• Problem to work on: Copy each line of the data below in which the word "AssignmentsStore" can be found.

*** Opening of The input ***

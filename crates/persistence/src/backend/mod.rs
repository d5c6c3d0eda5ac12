// Copyright (C) 2026 Fred Clausen
// Use of this source code is governed by an MIT-style
// license that can be found in the LICENSE file or at
// https://opensource.org/licenses/MIT.

//! Database backend-specific code.
//!
//! This module isolates connection setup, migrations and PRAGMA handling,
//! which cannot be expressed in Diesel DSL. Document queries and mutations
//! live in `queries/` and `mutations/`.

pub mod sqlite;
// Copyright (C) 2026 Fred Clausen
// Use of this source code is governed by an MIT-style
// license that can be found in the LICENSE file or at
// https://opensource.org/licenses/MIT.

use crate::error::DomainError;
use crate::types::Settings;
use std::collections::HashSet;

/// Normalizes a name typed into the roster editor.
///
/// # Arguments
///
/// * `name` - The raw input
///
/// # Returns
///
/// * `Ok(String)` with surrounding whitespace removed
/// * `Err(DomainError::InvalidName)` if nothing is left after trimming
///
/// # Errors
///
/// Returns an error if the name is empty or only whitespace.
pub fn validate_person_name(name: &str) -> Result<String, DomainError> {
    let trimmed: &str = name.trim();
    if trimmed.is_empty() {
        return Err(DomainError::InvalidName(String::from(
            "Name cannot be empty",
        )));
    }
    Ok(trimmed.to_string())
}

/// Sorts a roster alphabetically, ignoring case first and then by exact text.
pub fn sort_roster(people: &mut [String]) {
    people.sort_by(|a, b| {
        a.to_lowercase()
            .cmp(&b.to_lowercase())
            .then_with(|| a.cmp(b))
    });
}

/// Adds a person to a roster.
///
/// The name is trimmed and must not match an existing entry ignoring case.
/// The returned roster is sorted.
///
/// # Errors
///
/// Returns an error if:
/// - The name is empty after trimming
/// - A person with the same name (ignoring case) is already present
pub fn add_person(people: &[String], name: &str) -> Result<Vec<String>, DomainError> {
    let name: String = validate_person_name(name)?;
    let lowered: String = name.to_lowercase();
    if people.iter().any(|p| p.to_lowercase() == lowered) {
        return Err(DomainError::DuplicatePerson(name));
    }

    let mut updated: Vec<String> = people.to_vec();
    updated.push(name);
    sort_roster(&mut updated);
    Ok(updated)
}

/// Removes a person from a roster by exact name.
///
/// # Errors
///
/// Returns an error if no roster entry equals `name`.
pub fn remove_person(people: &[String], name: &str) -> Result<Vec<String>, DomainError> {
    if !people.iter().any(|p| p == name) {
        return Err(DomainError::PersonNotInRoster(name.to_string()));
    }
    Ok(people.iter().filter(|p| *p != name).cloned().collect())
}

/// Validates that every roster name is non-empty and unique ignoring case.
///
/// # Errors
///
/// Returns the first empty or duplicated name found.
pub fn validate_roster(people: &[String]) -> Result<(), DomainError> {
    let mut seen: HashSet<String> = HashSet::with_capacity(people.len());
    for person in people {
        if person.trim().is_empty() {
            return Err(DomainError::InvalidName(String::from(
                "Roster contains an empty name",
            )));
        }
        if !seen.insert(person.to_lowercase()) {
            return Err(DomainError::DuplicatePerson(person.clone()));
        }
    }
    Ok(())
}

/// Validates meeting days: each in `0..=6` (Sunday is 0), no repeats.
///
/// # Errors
///
/// Returns an error for the first out-of-range or repeated day.
pub fn validate_meeting_days(days: &[u8]) -> Result<(), DomainError> {
    let mut seen: HashSet<u8> = HashSet::with_capacity(days.len());
    for &day in days {
        if day > 6 {
            return Err(DomainError::InvalidMeetingDay(day));
        }
        if !seen.insert(day) {
            return Err(DomainError::DuplicateMeetingDay(day));
        }
    }
    Ok(())
}

/// Validates a settings object coming from the settings editor.
///
/// # Errors
///
/// Returns an error if the meeting days or the roster are invalid.
pub fn validate_settings(settings: &Settings) -> Result<(), DomainError> {
    validate_meeting_days(&settings.meeting_days)?;
    validate_roster(&settings.people)
}
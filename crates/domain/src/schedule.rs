// Copyright (C) 2026 Fred Clausen
// Use of this source code is governed by an MIT-style
// license that can be found in the LICENSE file or at
// https://opensource.org/licenses/MIT.

use crate::calendar::{Period, month_name, weekday_name};
use crate::error::DomainError;
use crate::types::{AssignmentsStore, DateKey, Role};
use serde::{Deserialize, Serialize};
use std::str::FromStr;

/// How a schedule is laid out.
#[derive(Debug, Clone, Copy, PartialEq, Eq, Hash, Serialize, Deserialize, Default)]
#[serde(rename_all = "lowercase")]
pub enum ScheduleFormat {
    /// One block per date; dates without assignments are skipped.
    #[default]
    List,
    /// One row per meeting date, including empty ones.
    Table,
}

impl FromStr for ScheduleFormat {
    type Err = DomainError;

    fn from_str(s: &str) -> Result<Self, Self::Err> {
        match s {
            "list" => Ok(Self::List),
            "table" | "spreadsheet" => Ok(Self::Table),
            _ => Err(DomainError::InvalidScheduleFormat(s.to_string())),
        }
    }
}

/// A filled role on a schedule day.
#[derive(Debug, Clone, PartialEq, Eq, Serialize)]
pub struct ScheduleLine {
    pub role: Role,
    pub person: String,
    #[serde(skip_serializing_if = "Option::is_none")]
    pub note: Option<String>,
}

/// One meeting date of a schedule.
#[derive(Debug, Clone, PartialEq, Eq, Serialize)]
pub struct ScheduleDay {
    pub date: DateKey,
    pub weekday: &'static str,
    /// Filled roles in display order.
    pub lines: Vec<ScheduleLine>,
}

impl ScheduleDay {
    /// Returns the person holding `role`, if any.
    #[must_use]
    pub fn person_for(&self, role: Role) -> Option<&str> {
        self.lines
            .iter()
            .find(|line| line.role == role)
            .map(|line| line.person.as_str())
    }
}

/// A titled, printable schedule for a period.
#[derive(Debug, Clone, PartialEq, Eq, Serialize)]
pub struct Schedule {
    pub title: String,
    pub period: Period,
    pub format: ScheduleFormat,
    pub days: Vec<ScheduleDay>,
}

/// Title shown above a schedule.
#[must_use]
pub fn schedule_title(period: Period, cursor: DateKey) -> String {
    match period {
        Period::Week => String::from("Designações da Semana"),
        Period::Month => format!(
            "Designações de {} de {}",
            month_name(cursor),
            cursor.date().year()
        ),
    }
}

/// Lays out the assignments of `dates` for printing or export.
#[must_use]
pub fn build_schedule(
    store: &AssignmentsStore,
    dates: &[DateKey],
    period: Period,
    cursor: DateKey,
    format: ScheduleFormat,
) -> Schedule {
    let days: Vec<ScheduleDay> = dates
        .iter()
        .map(|date| ScheduleDay {
            date: *date,
            weekday: weekday_name(*date),
            lines: store
                .day(date)
                .map(|day| {
                    day.iter()
                        .filter(|(_, value)| !value.is_unassigned())
                        .map(|(role, value)| ScheduleLine {
                            role,
                            person: value.person.clone(),
                            note: value.note.clone(),
                        })
                        .collect()
                })
                .unwrap_or_default(),
        })
        .filter(|day| format == ScheduleFormat::Table || !day.lines.is_empty())
        .collect();

    Schedule {
        title: schedule_title(period, cursor),
        period,
        format,
        days,
    }
}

*** Close of The input ***

• Output of the exercise:
use crate::types::{AssignmentsStore, DateKey, Role};
    store: &AssignmentsStore,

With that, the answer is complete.